With reference to the Figures, the SM 22 has associated with it a hysteresis, the SE 20 has associated with it a hysteresis, and the SYCS has associated with it an overall stiffness that is a combination of the stiffness of the SM 22 and that of the SE 20. Preferably, the hysteresis of the SM 22 is less than that of the SE 20, and the overall hysteresis of the SYCS is reduced compared to that of the SE 20 alone.
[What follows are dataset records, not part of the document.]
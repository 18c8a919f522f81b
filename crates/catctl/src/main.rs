//! Operational CLI over the catalog core.
//!
//! Exit codes: 0 success; 1 malformed arguments or unknown subcommand;
//! 2 permission denied; 3 not found; 4 lock or concurrency conflict;
//! 5 internal.

use catalog::{CatalogConfig, CatalogManager};
use catalog_store::MemoryStore;
use catalog_types::{CatalogError, Member};
use clap::Parser;
use gridengine::{SchedulerConfig, SgeScheduler};
use std::process::ExitCode;
use std::sync::Arc;

mod acl;
mod job;
mod seed;
mod study;

/// Catalog administration CLI.
#[derive(Debug, Parser)]
#[command(about, version)]
struct Opt {
    /// TOML configuration; built-in defaults are used when omitted
    #[arg(long)]
    config: Option<std::path::PathBuf>,

    /// JSON catalog snapshot to load into the embedded store
    #[arg(long)]
    catalog: Option<std::path::PathBuf>,

    /// The principal issuing the request (user id, 'anonymous' or 'admin')
    #[arg(long, default_value = "anonymous")]
    user: String,

    #[command(subcommand)]
    cmd: SubCommand,
}

#[derive(Debug, Parser)]
enum SubCommand {
    #[command(subcommand)]
    Job(job::JobCommand),
    #[command(subcommand)]
    Acl(acl::AclCommand),
    #[command(subcommand)]
    Study(study::StudyCommand),
}

pub(crate) fn print_json<T: serde::Serialize>(value: &T) -> Result<(), CatalogError> {
    let text = serde_json::to_string_pretty(value)
        .map_err(|err| CatalogError::Internal(anyhow::anyhow!(err)))?;
    println!("{text}");
    Ok(())
}

fn default_config() -> CatalogConfig {
    CatalogConfig {
        id_offset: 1000,
        scheduler: SchedulerConfig {
            qsub_binary: "qsub".into(),
            qstat_binary: "qstat".into(),
            qacct_binary: "qacct".into(),
            default_queue: "all.q".into(),
            queues: vec![],
            probe_timeout_secs: 10,
        },
    }
}

fn load_config(opts: &Opt) -> Result<CatalogConfig, CatalogError> {
    match &opts.config {
        None => Ok(default_config()),
        Some(path) => {
            let text = std::fs::read_to_string(path).map_err(|err| {
                CatalogError::InvalidArgument(format!(
                    "cannot read config {}: {err}",
                    path.display()
                ))
            })?;
            toml::from_str(&text).map_err(|err| {
                CatalogError::InvalidArgument(format!(
                    "cannot parse config {}: {err}",
                    path.display()
                ))
            })
        }
    }
}

async fn run(opts: Opt) -> Result<(), CatalogError> {
    let config = load_config(&opts)?;
    let store = Arc::new(MemoryStore::new(config.id_offset));

    if let Some(path) = &opts.catalog {
        seed::load_catalog(store.as_ref(), path).await?;
    }

    let scheduler = Arc::new(SgeScheduler::new(config.scheduler.clone()));
    let manager = CatalogManager::new(store, scheduler, config);

    let caller: Member = opts
        .user
        .parse()
        .map_err(CatalogError::InvalidArgument)?;

    match &opts.cmd {
        SubCommand::Job(cmd) => cmd.run(&manager, &caller).await,
        SubCommand::Acl(cmd) => cmd.run(&manager, &caller).await,
        SubCommand::Study(cmd) => cmd.run(&manager, &caller).await,
    }
}

#[tokio::main]
async fn main() -> ExitCode {
    tracing_subscriber::fmt()
        .with_env_filter(
            tracing_subscriber::EnvFilter::try_from_default_env()
                .unwrap_or_else(|_| tracing_subscriber::EnvFilter::new("warn")),
        )
        .init();

    let opts = match Opt::try_parse() {
        Ok(opts) => opts,
        Err(err) => {
            // clap would exit 2; the documented contract is 1 for malformed
            // arguments and unknown subcommands
            let _ = err.print();
            return ExitCode::from(1);
        }
    };

    match run(opts).await {
        Ok(()) => ExitCode::SUCCESS,
        Err(err) => {
            eprintln!("{err}");
            ExitCode::from(err.exit_code() as u8)
        }
    }
}
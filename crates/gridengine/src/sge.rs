//! The production scheduler backend: spawns the `qsub`/`qstat`/`qacct`
//! binaries and interprets their output.

use crate::qacct::parse_accounting;
use crate::xml::parse_active_jobs;
use crate::{Accounting, ActiveJob, BatchScheduler, SchedulerConfig, SgeError, SubmitCommand};
use async_trait::async_trait;
use tokio::process::Command;
use tracing::debug;

pub struct SgeScheduler {
    config: SchedulerConfig,
}

impl SgeScheduler {
    pub fn new(config: SchedulerConfig) -> Self {
        Self { config }
    }

    /// The fixed submission template: inherit the environment, name the
    /// job, route stdout/stderr into the job's output directory, select the
    /// queue, then the command line.
    pub fn build_qsub_args(command: &SubmitCommand) -> Vec<String> {
        let mut args = vec![
            "-V".to_string(),
            "-N".to_string(),
            command.name.clone(),
            "-o".to_string(),
            command.stdout.clone(),
            "-e".to_string(),
            command.stderr.clone(),
            "-q".to_string(),
            command.queue.clone(),
            "-b".to_string(),
            "y".to_string(),
        ];
        args.extend(command.command_line.split_whitespace().map(str::to_string));
        args
    }

    async fn run(&self, program: &str, args: &[String]) -> Result<std::process::Output, SgeError> {
        let mut cmd = Command::new(program);
        cmd.args(args);
        let label = format!("{cmd:?}");
        debug!("invoking {label}");
        match tokio::time::timeout(self.config.probe_timeout(), cmd.output()).await {
            Err(_) => Err(SgeError::Timeout(self.config.probe_timeout())),
            Ok(output) => Ok(output?),
        }
    }

    fn ensure_success(output: &std::process::Output) -> Result<(), SgeError> {
        if output.status.success() {
            return Ok(());
        }
        Err(SgeError::NonZeroExit {
            status: output.status.code().unwrap_or(-1),
            stderr: String::from_utf8_lossy(&output.stderr).trim().to_string(),
        })
    }
}

#[async_trait]
impl BatchScheduler for SgeScheduler {
    async fn submit(&self, command: &SubmitCommand) -> Result<(), SgeError> {
        let args = Self::build_qsub_args(command);
        let output = self.run(&self.config.qsub_binary, &args).await?;
        Self::ensure_success(&output)?;
        debug!(
            "qsub accepted '{}': {}",
            command.name,
            String::from_utf8_lossy(&output.stdout).trim()
        );
        Ok(())
    }

    async fn query_active(&self) -> Result<Vec<ActiveJob>, SgeError> {
        let args = ["-xml".to_string()];
        let output = self.run(&self.config.qstat_binary, &args).await?;
        Self::ensure_success(&output)?;
        parse_active_jobs(&String::from_utf8_lossy(&output.stdout))
    }

    async fn query_terminated(&self, job_name: &str) -> Result<Option<Accounting>, SgeError> {
        let args = ["-j".to_string(), job_name.to_string()];
        let output = self.run(&self.config.qacct_binary, &args).await?;
        if !output.status.success() {
            // qacct exits non-zero when the job never reached the
            // accounting log; that is a legitimate "no data" answer.
            return Ok(None);
        }
        parse_accounting(&String::from_utf8_lossy(&output.stdout)).map(Some)
    }
}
In some embodiments, the overall hysteresis of the SYCS is closer to that of the SM 22 than to that of the SE 20. In some embodiments, the hysteresis of the SYCS is substantially dominated by that of the SM 22. In some embodiments, the value of the hysteresis of the SYCS is substantially determined by the value of the hysteresis of the SM 22. In some embodiments, the hysteresis of the SYCS is substantially equal to that of the SM 22.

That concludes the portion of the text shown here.